## EXERCISE PROMPT
Rewrite the full material exactly; no line may be skipped.

%%

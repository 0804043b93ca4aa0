//! Attribute macros for tracing function entry and exit.
//!
//! `#[traced]` emits a `trace!` event when a function is entered and another
//! when the returned guard is dropped, optionally annotated with the elapsed
//! time. It can also forward arguments to `tracing::instrument`:
//!
//! ```ignore
//! #[traced(instrument(level = tracing::Level::DEBUG, skip_all), timing(precision = "ms"))]
//! async fn dispatch(&self) -> Result<(), Error> { ... }
//! ```
//!
//! The expansion refers to `tracing::...` paths, so the caller must have a
//! `tracing` crate (or re-export) in scope.

extern crate proc_macro;

use proc_macro2::TokenStream;
use quote::{quote, quote_spanned};
use syn::{ItemFn, Stmt, parse::Parse, parse_macro_input, parse_quote};

#[derive(PartialEq, Eq, Clone, Copy, Default)]
enum Precision {
    #[default]
    Nanos,
    Micros,
    Millis,
    Seconds,
    Unspecified,
}

impl Precision {
    /// A closure expression turning the elapsed `Duration` into a suffix for
    /// the exit event.
    fn formatter(self) -> syn::Expr {
        match self {
            Self::Nanos => {
                parse_quote!(|d: std::time::Duration| format!("{} ns elapsed", d.as_nanos()))
            }
            Self::Micros => {
                parse_quote!(|d: std::time::Duration| format!("{} us elapsed", d.as_micros()))
            }
            Self::Millis => {
                parse_quote!(|d: std::time::Duration| format!("{} ms elapsed", d.as_millis()))
            }
            Self::Seconds => {
                parse_quote!(|d: std::time::Duration| format!("{} s elapsed", d.as_secs()))
            }
            Self::Unspecified => parse_quote!(|_: std::time::Duration| String::default()),
        }
    }
}

impl From<&str> for Precision {
    fn from(value: &str) -> Self {
        match value {
            "ns" | "nano" | "nanos" | "nanoseconds" => Self::Nanos,
            "us" | "micro" | "micros" | "microseconds" => Self::Micros,
            "ms" | "milli" | "millis" | "milliseconds" => Self::Millis,
            "s" | "sec" | "secs" | "seconds" => Self::Seconds,
            _ => Self::Unspecified,
        }
    }
}

impl Parse for Precision {
    fn parse(input: syn::parse::ParseStream) -> syn::Result<Self> {
        if input.peek(syn::token::Paren) {
            let content;
            let _ = syn::parenthesized!(content in input);
            let _ = content.parse::<keywords::precision>()?;
            let _ = content.parse::<syn::Token![=]>()?;
            let precision = content.parse::<syn::LitStr>()?.value();

            Ok(Self::from(precision.as_str()))
        } else {
            Ok(Self::default())
        }
    }
}

#[derive(Default)]
struct Attributes {
    timing: Option<Precision>,
    instrument: Option<TokenStream>,
    warnings: Vec<syn::Error>,
}

mod keywords {
    syn::custom_keyword!(timing);
    syn::custom_keyword!(precision);
    syn::custom_keyword!(instrument);
}

impl Attributes {
    fn warnings(&self) -> TokenStream {
        let warnings = self.warnings.iter().map(|err| {
            let msg = format!("found unrecognized input, {err}");
            let msg = syn::LitStr::new(&msg, err.span());

            quote_spanned! {err.span()=>
                #[warn(deprecated)]
                {
                    #[deprecated(since = "not actually deprecated", note = #msg)]
                    const TRACED_ATTRIBUTE_WARNING: () = ();
                    let _ = TRACED_ATTRIBUTE_WARNING;
                }
            }
        });
        quote! {
            { #(#warnings)* }
        }
    }
}

impl Parse for Attributes {
    fn parse(input: syn::parse::ParseStream) -> syn::Result<Self> {
        let mut attributes = Self::default();

        while !input.is_empty() {
            let lookahead = input.lookahead1();
            if lookahead.peek(keywords::timing) {
                if attributes.timing.is_some() {
                    return Err(input.error("expected only a single `timing` argument"));
                }

                let _ = input.parse::<keywords::timing>()?;
                attributes.timing = Some(input.parse()?);
            } else if lookahead.peek(keywords::instrument) {
                if attributes.instrument.is_some() {
                    return Err(input.error("expected only a single `instrument` argument"));
                }

                let _ = input.parse::<keywords::instrument>()?;
                if input.peek(syn::token::Paren) {
                    let content;
                    let _ = syn::parenthesized!(content in input);
                    attributes.instrument = Some(content.parse()?);
                } else {
                    attributes.instrument = Some(TokenStream::new());
                }
            } else if lookahead.peek(syn::Token![,]) {
                let _ = input.parse::<syn::Token![,]>()?;
            } else {
                attributes.warnings.push(lookahead.error());
                let _ = input.parse::<proc_macro2::TokenTree>();
            }
        }

        Ok(attributes)
    }
}

/// Adds `tracing::trace!` events at the start and end of an attributed function.
///
/// # Panics
///
/// When applied to anything other than a function.
#[proc_macro_attribute]
pub fn traced(
    args: proc_macro::TokenStream,
    item: proc_macro::TokenStream,
) -> proc_macro::TokenStream {
    let args = parse_macro_input!(args as Attributes);
    let warnings = args.warnings();

    let mut item_fn = parse_macro_input!(item as ItemFn);

    item_fn
        .attrs
        .push(parse_quote! { #[allow(clippy::items_after_statements)] });

    if let Some(fields) = args.instrument {
        item_fn
            .attrs
            .push(parse_quote! { #[tracing::instrument(#fields)] });
    }

    let id = item_fn.sig.ident.to_string();
    let exit: Stmt = match args.timing {
        None => parse_quote! { tracing::trace!("OnExit: {}", #id); },
        Some(precision) => {
            let formatter = precision.formatter();
            parse_quote! {
                tracing::trace!("OnExit: {} ({})", #id, (#formatter)(self.timer.elapsed()));
            }
        }
    };

    let decl: Vec<Stmt> = parse_quote! {
        #[allow(dead_code)]
        struct __Traced {
            timer: std::time::Instant,
        }

        impl __Traced {
            fn enter() -> Self {
                #warnings

                tracing::trace!("OnEnter: {}", #id);
                __Traced {
                    timer: std::time::Instant::now(),
                }
            }
        }

        impl std::ops::Drop for __Traced {
            fn drop(&mut self) {
                #exit
            }
        }
    };

    let init: Stmt = parse_quote! { let __traced = __Traced::enter(); };
    item_fn.block.stmts.insert(0, init);
    for stmt in decl.into_iter().rev() {
        item_fn.block.stmts.insert(0, stmt);
    }

    proc_macro::TokenStream::from(quote! { #item_fn })
}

%%

## TASK SOLUTION
repository 0804043b93ca4aa0
//! Attribute macros for tracing function entry and exit.
//!
//! `#[traced]` emits a `trace!` event when a function is entered and another
//! when the returned guard is dropped, optionally annotated with the elapsed
//! time. It can also forward arguments to `tracing::instrument`:
//!
//! ```ignore
//! #[traced(instrument(level = tracing::Level::DEBUG, skip_all), timing(precision = "ms"))]
//! async fn dispatch(&self) -> Result<(), Error> { ... }
//! ```
//!
//! The expansion refers to `tracing::...` paths, so the caller must have a
//! `tracing` crate (or re-export) in scope.

extern crate proc_macro;

use proc_macro2::TokenStream;
use quote::{quote, quote_spanned};
use syn::{ItemFn, Stmt, parse::Parse, parse_macro_input, parse_quote};

#[derive(PartialEq, Eq, Clone, Copy, Default)]
enum Precision {
    #[default]
    Nanos,
    Micros,
    Millis,
    Seconds,
    Unspecified,
}

impl Precision {
    /// A closure expression turning the elapsed `Duration` into a suffix for
    /// the exit event.
    fn formatter(self) -> syn::Expr {
        match self {
            Self::Nanos => {
                parse_quote!(|d: std::time::Duration| format!("{} ns elapsed", d.as_nanos()))
            }
            Self::Micros => {
                parse_quote!(|d: std::time::Duration| format!("{} us elapsed", d.as_micros()))
            }
            Self::Millis => {
                parse_quote!(|d: std::time::Duration| format!("{} ms elapsed", d.as_millis()))
            }
            Self::Seconds => {
                parse_quote!(|d: std::time::Duration| format!("{} s elapsed", d.as_secs()))
            }
            Self::Unspecified => parse_quote!(|_: std::time::Duration| String::default()),
        }
    }
}

impl From<&str> for Precision {
    fn from(value: &str) -> Self {
        match value {
            "ns" | "nano" | "nanos" | "nanoseconds" => Self::Nanos,
            "us" | "micro" | "micros" | "microseconds" => Self::Micros,
            "ms" | "milli" | "millis" | "milliseconds" => Self::Millis,
            "s" | "sec" | "secs" | "seconds" => Self::Seconds,
            _ => Self::Unspecified,
        }
    }
}

impl Parse for Precision {
    fn parse(input: syn::parse::ParseStream) -> syn::Result<Self> {
        if input.peek(syn::token::Paren) {
            let content;
            let _ = syn::parenthesized!(content in input);
            let _ = content.parse::<keywords::precision>()?;
            let _ = content.parse::<syn::Token![=]>()?;
            let precision = content.parse::<syn::LitStr>()?.value();

            Ok(Self::from(precision.as_str()))
        } else {
            Ok(Self::default())
        }
    }
}

#[derive(Default)]
struct Attributes {
    timing: Option<Precision>,
    instrument: Option<TokenStream>,
    warnings: Vec<syn::Error>,
}

mod keywords {
    syn::custom_keyword!(timing);
    syn::custom_keyword!(precision);
    syn::custom_keyword!(instrument);
}

impl Attributes {
    fn warnings(&self) -> TokenStream {
        let warnings = self.warnings.iter().map(|err| {
            let msg = format!("found unrecognized input, {err}");
            let msg = syn::LitStr::new(&msg, err.span());

            quote_spanned! {err.span()=>
                #[warn(deprecated)]
                {
                    #[deprecated(since = "not actually deprecated", note = #msg)]
                    const TRACED_ATTRIBUTE_WARNING: () = ();
                    let _ = TRACED_ATTRIBUTE_WARNING;
                }
            }
        });
        quote! {
            { #(#warnings)* }
        }
    }
}

impl Parse for Attributes {
    fn parse(input: syn::parse::ParseStream) -> syn::Result<Self> {
        let mut attributes = Self::default();

        while !input.is_empty() {
            let lookahead = input.lookahead1();
            if lookahead.peek(keywords::timing) {
                if attributes.timing.is_some() {
                    return Err(input.error("expected only a single `timing` argument"));
                }

                let _ = input.parse::<keywords::timing>()?;
                attributes.timing = Some(input.parse()?);
            } else if lookahead.peek(keywords::instrument) {
                if attributes.instrument.is_some() {
                    return Err(input.error("expected only a single `instrument` argument"));
                }

                let _ = input.parse::<keywords::instrument>()?;
                if input.peek(syn::token::Paren) {
                    let content;
                    let _ = syn::parenthesized!(content in input);
                    attributes.instrument = Some(content.parse()?);
                } else {
                    attributes.instrument = Some(TokenStream::new());
                }
            } else if lookahead.peek(syn::Token![,]) {
                let _ = input.parse::<syn::Token![,]>()?;
            } else {
                attributes.warnings.push(lookahead.error());
                let _ = input.parse::<proc_macro2::TokenTree>();
            }
        }

        Ok(attributes)
    }
}

/// Adds `tracing::trace!` events at the start and end of an attributed function.
///
/// # Panics
///
/// When applied to anything other than a function.
#[proc_macro_attribute]
pub fn traced(
    args: proc_macro::TokenStream,
    item: proc_macro::TokenStream,
) -> proc_macro::TokenStream {
    let args = parse_macro_input!(args as Attributes);
    let warnings = args.warnings();

    let mut item_fn = parse_macro_input!(item as ItemFn);

    item_fn
        .attrs
        .push(parse_quote! { #[allow(clippy::items_after_statements)] });

    if let Some(fields) = args.instrument {
        item_fn
            .attrs
            .push(parse_quote! { #[tracing::instrument(#fields)] });
    }

    let id = item_fn.sig.ident.to_string();
    let exit: Stmt = match args.timing {
        None => parse_quote! { tracing::trace!("OnExit: {}", #id); },
        Some(precision) => {
            let formatter = precision.formatter();
            parse_quote! {
                tracing::trace!("OnExit: {} ({})", #id, (#formatter)(self.timer.elapsed()));
            }
        }
    };

    let decl: Vec<Stmt> = parse_quote! {
        #[allow(dead_code)]
        struct __Traced {
            timer: std::time::Instant,
        }

        impl __Traced {
            fn enter() -> Self {
                #warnings

                tracing::trace!("OnEnter: {}", #id);
                __Traced {
                    timer: std::time::Instant::now(),
                }
            }
        }

        impl std::ops::Drop for __Traced {
            fn drop(&mut self) {
                #exit
            }
        }
    };

    let init: Stmt = parse_quote! { let __traced = __Traced::enter(); };
    item_fn.block.stmts.insert(0, init);
    for stmt in decl.into_iter().rev() {
        item_fn.block.stmts.insert(0, stmt);
    }

    proc_macro::TokenStream::from(quote! { #item_fn })
}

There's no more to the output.